Some of these entities already have competitive products on the market or product candidates in clinical trials or in more advanced preclinical studies than we do. Many of these entities also have substantially greater research, development, manufacturing and marketing resources and experience than us. In particular, we are aware that Wyeth and Novartis have mTOR inhibitors in Phase 3 clinical trials which are competitive with AP23573, our lead product candidate. Additionally, PharmaMar and its partner, Johnson & Johnson, have a marine derived antitumoral agent currently under registration for the treatment of soft tissue sarcomas. By virtue of having or introducing competitive products on the market before us, these entities may gain a competitive advantage. Competing technologies may render some or all of our programs or future products noncompetitive or obsolete, and we may not be able to make the enhancements to our technology necessary to compete successfully with newly emerging technologies. If we are unable to successfully compete in our chosen markets, we will not become profitable.
 
If our product candidates are not accepted by patients, physicians and insurers, we will not be successful.

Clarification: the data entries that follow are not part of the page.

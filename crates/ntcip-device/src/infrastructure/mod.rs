//! Infrastructure layer for the device: TCP networking and configuration
//! storage.
//!
//! **Dependency rule**: this layer may depend on `application` and
//! `ntcip_core`, but MUST NOT be imported by the `application` layer.

pub mod network;
pub mod storage;
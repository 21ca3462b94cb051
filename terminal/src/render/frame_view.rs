use super::traits::PixelRenderer;
use super::types::CellGrid;
use common::Frame;

/// Scales a frame into a cell area, two pixel rows per cell, keeping the
/// aspect ratio. Sampling is nearest neighbour.
pub struct FrameView<R: PixelRenderer> {
    renderer: R,
}

impl<R: PixelRenderer> FrameView<R> {
    pub fn new(renderer: R) -> Self {
        Self { renderer }
    }

    pub fn render(&self, frame: &Frame, columns: u16, rows: u16) -> CellGrid {
        let (frame_w, frame_h) = frame.dimensions();
        if frame_w == 0 || frame_h == 0 || columns == 0 || rows == 0 {
            return CellGrid::new(0, 0);
        }

        // Target size in pixels: one pixel per column, two per row
        let max_w = columns as f32;
        let max_h = rows as f32 * 2.0;
        let scale = (max_w / frame_w as f32).min(max_h / frame_h as f32);
        let target_w = ((frame_w as f32 * scale) as u32).max(1);
        let target_h = ((frame_h as f32 * scale) as u32).max(1);

        let grid_h = target_h.div_ceil(2);
        let mut grid = CellGrid::new(target_w as usize, grid_h as usize);

        let sample = |x: u32, y: u32| {
            let sx = (x as u64 * frame_w as u64 / target_w as u64) as u32;
            let sy = (y as u64 * frame_h as u64 / target_h as u64) as u32;
            *frame.get_pixel(sx.min(frame_w - 1), sy.min(frame_h - 1))
        };

        for row in 0..grid_h {
            for x in 0..target_w {
                let top = sample(x, row * 2);
                let bottom = (row * 2 + 1 < target_h).then(|| sample(x, row * 2 + 1));
                grid.set(x as usize, row as usize, self.renderer.render_pair(top, bottom));
            }
        }

        grid
    }
}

Our success is dependent on the acceptance of any approved products. Our product candidates may not achieve market acceptance among patients, physicians or third-party payors, even if we obtain necessary regulatory and reimbursement approvals. Physicians and health care payors may conclude that any of our product candidates are not as safe and/or effective as competing therapies or are not as attractive based on a cost/benefit analysis as alternative treatments. Failure to achieve significant market acceptance of our product candidates will harm our business. We believe that recommendations by physicians and health care payors will be essential for market acceptance of any product candidates.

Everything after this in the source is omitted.